Ninth Circuit: School, Employer Terms of Use Are Not the Law

By on April 12, 2012

On Tuesday, the United States Court of Appeals for the Ninth Circuit issued an en banc decision (.PDF) in United States v. Nosal, affirming a federal district court’s dismissal of several counts of violating the Computer Fraud and Abuse Act (CFAA). At The Volokh Conspiracy, law professor Orin Kerr has been following this case closely for a few years, and in a recent post he highlights the broad importance of the Ninth Circuit’s decision, which was authored by Chief Judge Alex Kozinski.

The decision holds that violating employee restrictions on workplace computer use is not criminalized by the CFAA. Why is this important for FIRE? Well, the CFAA contains a provision that makes it a federal crime, punishable for up to ten years imprisonment, to "exceed[] authorized access" on a computer. (18 U.S.C. § 1030(a)(4).) Lawyers and rights advocates have been worried that this would allow federal prosecutors to enforce the computer use policies of employers and colleges. 
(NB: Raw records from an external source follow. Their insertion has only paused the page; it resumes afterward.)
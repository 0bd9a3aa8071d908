use jmodel_model::{LookupEnvironment, Type};

mod annotations;
mod arrays;
mod binary_parity;
mod constants;
mod errors;
mod generics;
mod reload;
mod units;

/// An environment over in-memory sources; paths are relative to a virtual `/mem` root.
pub(crate) fn source_env(files: &[(&str, &str)]) -> LookupEnvironment {
    files
        .iter()
        .fold(LookupEnvironment::builder(), |builder, (path, text)| {
            builder.source_text(format!("/mem/{path}"), *text)
        })
        .build()
        .expect("environment builds")
}

pub(crate) fn type_names(types: &[Type]) -> Vec<&str> {
    types.iter().map(Type::name).collect()
}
As FIRE has pointed out before, university computer use policies often are not in compliance with the First Amendment, and many schools (for example, Lehigh University) maintain computer use policies that contribute to their red light rating. These policies are bad enough without students having to worry about being criminally prosecuted for sending, for example, "annoying" messages, which are actually banned at Lehigh. 

Thankfully, the Ninth Circuit has ruled that while unauthorized access is criminalized, unauthorized use is not. Thus, the CFAA has been narrowly interpreted and essentially criminalizes only what we think of as hacking. Violations of "acceptable use" policies by an otherwise authorized user are, according to the Ninth Circuit, not incorporated by the CFAA and not criminal. In fact, as Kerr notes, the Ninth Circuit took other federal circuits to task for reading the CFAA broadly, including the Eleventh Circuit, Fifth Circuit, and Seventh Circuit. The Ninth Circuit’s opinion points out that "[t]hese courts looked only at the culpable behavior of the defendants before them, and failed to consider the effect on millions of ordinary citizens … We therefore respectfully decline to follow our sister circuits and urge them to reconsider instead."

Amen! Hopefully the decision in Nosal will encourage other circuits to limit the CFAA along the lines of the Ninth Circuit. As Kerr points out, the Ninth Circuit has correctly found that the provision in question "has to be interpreted narrowly to avoid turning the CFAA into the statute that inadvertently criminalizes a tremendous scope of innocuous activity." College students should not be threatened with federal prosecution and imprisonment simply for violating their school’s terms of use—especially considering how absurd or unconstitutional those terms might be.